Task objective = Report the number of lines in the entries below that include the word "ConceptEdge", and nothing else.

Dataset entries:
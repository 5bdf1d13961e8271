//! Database error types.

use perspectra_common::ApiError;
use thiserror::Error;

pub type Result<T> = std::result::Result<T, DbError>;

#[derive(Debug, Error)]
pub enum DbError {
    #[error("PostgreSQL error: {0}")]
    Postgres(#[from] sqlx::Error),

    #[error("Serialization error: {0}")]
    Serialization(#[from] serde_json::Error),

    #[error("Entity not found: {0}")]
    NotFound(String),

    #[error("Duplicate entry: {0}")]
    Duplicate(String),
}

impl DbError {
    /// Map unique-constraint violations to `Duplicate`, everything else to `Postgres`.
    pub(crate) fn from_insert(err: sqlx::Error, what: &str) -> Self {
        match &err {
            sqlx::Error::Database(db) if db.is_unique_violation() => {
                DbError::Duplicate(what.to_string())
            }
            _ => DbError::Postgres(err),
        }
    }
}

impl From<DbError> for ApiError {
    fn from(err: DbError) -> Self {
        match err {
            DbError::NotFound(what) => ApiError::NotFound(format!("{what} not found")),
            DbError::Duplicate(what) => ApiError::Conflict(format!("{what} already exists")),
            other => ApiError::Internal(other.to_string()),
        }
    }
}
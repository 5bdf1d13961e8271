//! PostgreSQL implementations of the repository traits.
//!
//! Profiles, problems and reviews are stored as JSONB documents next to the
//! columns used for lookups and ordering. Reviews are append-only.

use async_trait::async_trait;
use chrono::{DateTime, Utc};
use perspectra_common::{user::normalize_email, Concept, ConceptEdge, Problem, Profile, Review, User};
use sqlx::types::Json;
use sqlx::{FromRow, PgPool};
use uuid::Uuid;

use crate::error::{DbError, Result};
use crate::repository::{
    ConceptRepository, ProblemFilter, ProblemRepository, ProfileRepository, ReviewRepository,
    UserRepository,
};

// ── Users ─────────────────────────────────────────────────────────────────────

#[derive(Clone)]
pub struct PgUserRepository {
    pool: PgPool,
}

impl PgUserRepository {
    pub fn new(pool: PgPool) -> Self { Self { pool } }
}

#[derive(FromRow)]
struct UserRow {
    id: Uuid,
    email: String,
    name: String,
    password_hash: String,
    created_at: DateTime<Utc>,
}

impl From<UserRow> for User {
    fn from(row: UserRow) -> Self {
        User {
            id: row.id,
            email: row.email,
            name: row.name,
            password_hash: row.password_hash,
            created_at: row.created_at,
        }
    }
}

#[async_trait]
impl UserRepository for PgUserRepository {
    async fn create(&self, user: &User) -> Result<()> {
        sqlx::query(
            r#"
            INSERT INTO users (id, email, name, password_hash, created_at)
            VALUES ($1, $2, $3, $4, $5)
            "#,
        )
        .bind(user.id)
        .bind(&user.email)
        .bind(&user.name)
        .bind(&user.password_hash)
        .bind(user.created_at)
        .execute(&self.pool)
        .await
        .map_err(|e| DbError::from_insert(e, "User"))?;
        Ok(())
    }

    async fn find_by_email(&self, email: &str) -> Result<Option<User>> {
        let row = sqlx::query_as::<_, UserRow>(
            "SELECT id, email, name, password_hash, created_at FROM users WHERE email = $1",
        )
        .bind(normalize_email(email))
        .fetch_optional(&self.pool)
        .await?;
        Ok(row.map(User::from))
    }

    async fn find_by_id(&self, id: Uuid) -> Result<Option<User>> {
        let row = sqlx::query_as::<_, UserRow>(
            "SELECT id, email, name, password_hash, created_at FROM users WHERE id = $1",
        )
        .bind(id)
        .fetch_optional(&self.pool)
        .await?;
        Ok(row.map(User::from))
    }
}

// ── Profiles ──────────────────────────────────────────────────────────────────

#[derive(Clone)]
pub struct PgProfileRepository {
    pool: PgPool,
}

impl PgProfileRepository {
    pub fn new(pool: PgPool) -> Self { Self { pool } }
}

#[async_trait]
impl ProfileRepository for PgProfileRepository {
    async fn get(&self, user_id: Uuid) -> Result<Option<Profile>> {
        let doc: Option<Json<Profile>> =
            sqlx::query_scalar("SELECT doc FROM profiles WHERE user_id = $1")
                .bind(user_id)
                .fetch_optional(&self.pool)
                .await?;
        Ok(doc.map(|Json(p)| p))
    }

    async fn save(&self, profile: &Profile) -> Result<()> {
        sqlx::query(
            r#"
            INSERT INTO profiles (user_id, doc, updated_at)
            VALUES ($1, $2, $3)
            ON CONFLICT (user_id) DO UPDATE
                SET doc = EXCLUDED.doc, updated_at = EXCLUDED.updated_at
            "#,
        )
        .bind(profile.user_id)
        .bind(Json(profile))
        .bind(profile.updated_at)
        .execute(&self.pool)
        .await?;
        Ok(())
    }
}

// ── Problems ──────────────────────────────────────────────────────────────────

#[derive(Clone)]
pub struct PgProblemRepository {
    pool: PgPool,
}

impl PgProblemRepository {
    pub fn new(pool: PgPool) -> Self { Self { pool } }
}

#[async_trait]
impl ProblemRepository for PgProblemRepository {
    async fn list(&self, filter: &ProblemFilter) -> Result<Vec<Problem>> {
        let docs: Vec<Json<Problem>> = sqlx::query_scalar(
            r#"
            SELECT doc FROM problems
            WHERE ($1::SMALLINT IS NULL OR difficulty = $1)
              AND ($2::TEXT IS NULL OR doc->'concept_ids' ? $2)
            ORDER BY difficulty, id
            LIMIT $3
            "#,
        )
        .bind(filter.difficulty.map(i16::from))
        .bind(filter.concept_id.as_deref())
        .bind(i64::try_from(filter.limit).unwrap_or(i64::MAX))
        .fetch_all(&self.pool)
        .await?;
        Ok(docs.into_iter().map(|Json(p)| p).collect())
    }

    async fn get(&self, id: &str) -> Result<Option<Problem>> {
        let doc: Option<Json<Problem>> = sqlx::query_scalar("SELECT doc FROM problems WHERE id = $1")
            .bind(id)
            .fetch_optional(&self.pool)
            .await?;
        Ok(doc.map(|Json(p)| p))
    }

    async fn replace_all(&self, problems: &[Problem]) -> Result<usize> {
        let mut tx = self.pool.begin().await?;
        sqlx::query("DELETE FROM problems").execute(&mut *tx).await?;
        for problem in problems {
            sqlx::query("INSERT INTO problems (id, difficulty, doc) VALUES ($1, $2, $3)")
                .bind(&problem.id)
                .bind(i16::from(problem.difficulty))
                .bind(Json(problem))
                .execute(&mut *tx)
                .await
                .map_err(|e| DbError::from_insert(e, "Problem"))?;
        }
        tx.commit().await?;
        tracing::debug!(count = problems.len(), "problems replaced");
        Ok(problems.len())
    }

    async fn count(&self) -> Result<usize> {
        let n: i64 = sqlx::query_scalar("SELECT COUNT(*) FROM problems")
            .fetch_one(&self.pool)
            .await?;
        Ok(usize::try_from(n).unwrap_or(0))
    }
}

// ── Reviews ───────────────────────────────────────────────────────────────────

#[derive(Clone)]
pub struct PgReviewRepository {
    pool: PgPool,
}

impl PgReviewRepository {
    pub fn new(pool: PgPool) -> Self { Self { pool } }
}

#[async_trait]
impl ReviewRepository for PgReviewRepository {
    async fn insert(&self, review: &Review) -> Result<()> {
        sqlx::query(
            r#"
            INSERT INTO reviews (id, user_id, problem_id, fingerprint, created_at, doc)
            VALUES ($1, $2, $3, $4, $5, $6)
            "#,
        )
        .bind(review.id)
        .bind(review.user_id)
        .bind(&review.problem_id)
        .bind(&review.code_fingerprint)
        .bind(review.created_at)
        .bind(Json(review))
        .execute(&self.pool)
        .await
        .map_err(|e| DbError::from_insert(e, "Review"))?;
        Ok(())
    }

    async fn latest_for_problem(&self, user_id: Uuid, problem_id: &str) -> Result<Option<Review>> {
        let doc: Option<Json<Review>> = sqlx::query_scalar(
            r#"
            SELECT doc FROM reviews
            WHERE user_id = $1 AND problem_id = $2
            ORDER BY created_at DESC
            LIMIT 1
            "#,
        )
        .bind(user_id)
        .bind(problem_id)
        .fetch_optional(&self.pool)
        .await?;
        Ok(doc.map(|Json(r)| r))
    }

    async fn recent(&self, user_id: Uuid, limit: usize) -> Result<Vec<Review>> {
        let docs: Vec<Json<Review>> = sqlx::query_scalar(
            "SELECT doc FROM reviews WHERE user_id = $1 ORDER BY created_at DESC LIMIT $2",
        )
        .bind(user_id)
        .bind(i64::try_from(limit).unwrap_or(i64::MAX))
        .fetch_all(&self.pool)
        .await?;
        Ok(docs.into_iter().map(|Json(r)| r).collect())
    }

    async fn count_for_user(&self, user_id: Uuid) -> Result<usize> {
        let n: i64 = sqlx::query_scalar("SELECT COUNT(*) FROM reviews WHERE user_id = $1")
            .bind(user_id)
            .fetch_one(&self.pool)
            .await?;
        Ok(usize::try_from(n).unwrap_or(0))
    }
}

// ── Concept catalog ───────────────────────────────────────────────────────────

#[derive(Clone)]
pub struct PgConceptRepository {
    pool: PgPool,
}

impl PgConceptRepository {
    pub fn new(pool: PgPool) -> Self { Self { pool } }
}

#[derive(FromRow)]
struct ConceptRow {
    id: String,
    name: String,
    tier: i16,
    difficulty: i16,
    description: String,
    subject: String,
}

impl From<ConceptRow> for Concept {
    fn from(row: ConceptRow) -> Self {
        Concept {
            id: row.id,
            name: row.name,
            tier: u8::try_from(row.tier).unwrap_or(0),
            difficulty: u8::try_from(row.difficulty).unwrap_or(0),
            description: row.description,
            subject: row.subject,
        }
    }
}

#[async_trait]
impl ConceptRepository for PgConceptRepository {
    async fn replace_all(&self, concepts: &[Concept], edges: &[ConceptEdge]) -> Result<(usize, usize)> {
        let mut tx = self.pool.begin().await?;
        sqlx::query("DELETE FROM concept_edges").execute(&mut *tx).await?;
        sqlx::query("DELETE FROM concepts").execute(&mut *tx).await?;

        for c in concepts {
            sqlx::query(
                r#"
                INSERT INTO concepts (id, name, tier, difficulty, description, subject)
                VALUES ($1, $2, $3, $4, $5, $6)
                "#,
            )
            .bind(&c.id)
            .bind(&c.name)
            .bind(i16::from(c.tier))
            .bind(i16::from(c.difficulty))
            .bind(&c.description)
            .bind(&c.subject)
            .execute(&mut *tx)
            .await
            .map_err(|e| DbError::from_insert(e, "Concept"))?;
        }

        for e in edges {
            sqlx::query("INSERT INTO concept_edges (source, target) VALUES ($1, $2)")
                .bind(&e.source)
                .bind(&e.target)
                .execute(&mut *tx)
                .await
                .map_err(|err| DbError::from_insert(err, "Concept edge"))?;
        }

        tx.commit().await?;
        tracing::debug!(concepts = concepts.len(), edges = edges.len(), "concept catalog replaced");
        Ok((concepts.len(), edges.len()))
    }

    async fn concepts(&self) -> Result<Vec<Concept>> {
        let rows = sqlx::query_as::<_, ConceptRow>(
            "SELECT id, name, tier, difficulty, description, subject FROM concepts ORDER BY tier, id",
        )
        .fetch_all(&self.pool)
        .await?;
        Ok(rows.into_iter().map(Concept::from).collect())
    }

    async fn edges(&self) -> Result<Vec<ConceptEdge>> {
        let rows: Vec<(String, String)> =
            sqlx::query_as("SELECT source, target FROM concept_edges ORDER BY source, target")
                .fetch_all(&self.pool)
                .await?;
        Ok(rows
            .into_iter()
            .map(|(source, target)| ConceptEdge { source, target })
            .collect())
    }
}
//! perspectra-llm: LLM backend abstraction layer.
//! OpenAI-compatible chat backends, a primary/fallback router with retries,
//! JSON extraction from model output, and per-call audit entries.

pub mod audit;
pub mod backend;
pub mod json;
pub mod router;
pub mod scripted;

pub use backend::{LlmBackend, LlmError, LlmRequest, LlmResponse, Message, OpenAiCompatibleBackend, Provider};
pub use router::{FallbackRouter, RetryPolicy};
pub use scripted::ScriptedBackend;
//! Socratic tutor and hints.

use axum::{extract::State, Json};
use serde::{Deserialize, Serialize};

use perspectra_agents::ChatTurn;
use perspectra_common::{ApiError, ProfileUpdate};

use crate::auth::AuthUser;
use crate::extract::ApiJson;
use crate::handlers::{load_problem, load_profile};
use crate::state::{AppEvent, SharedState};

#[derive(Debug, Deserialize)]
pub struct AskRequest {
    pub problem_id: String,
    pub question: String,
    #[serde(default)]
    pub conversation_history: Option<Vec<ChatTurn>>,
}

#[derive(Debug, Serialize, Deserialize)]
pub struct AskResponse {
    pub response: String,
}

#[derive(Debug, Deserialize)]
pub struct HintRequest {
    pub problem_id: String,
    #[serde(default)]
    pub current_code: Option<String>,
}

#[derive(Debug, Serialize, Deserialize)]
pub struct HintResponse {
    pub hint: String,
}

/// POST /tutor/ask
pub async fn ask(
    State(state): State<SharedState>,
    auth: AuthUser,
    ApiJson(req): ApiJson<AskRequest>,
) -> Result<Json<AskResponse>, ApiError> {
    if req.question.trim().is_empty() {
        return Err(ApiError::Validation("Question is required".to_string()));
    }
    let problem = load_problem(&state, &req.problem_id).await?;
    let profile = load_profile(&state, auth.user_id).await?;
    let history = req.conversation_history.unwrap_or_default();

    let response = state.agents.tutor(&req.question, &problem, &profile, &history).await?;
    Ok(Json(AskResponse { response }))
}

/// POST /tutor/hint
pub async fn hint(
    State(state): State<SharedState>,
    auth: AuthUser,
    ApiJson(req): ApiJson<HintRequest>,
) -> Result<Json<HintResponse>, ApiError> {
    let problem = load_problem(&state, &req.problem_id).await?;
    let profile = load_profile(&state, auth.user_id).await?;

    let hint = state.agents.hint(&problem, &profile, req.current_code.as_deref()).await?;
    state
        .store
        .profiles
        .update(auth.user_id, ProfileUpdate { hint: Some(hint.clone()), ..Default::default() })
        .await?;

    state.publish(AppEvent::HintGiven { user_id: auth.user_id, problem_id: problem.id });
    Ok(Json(HintResponse { hint }))
}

Task answer = 4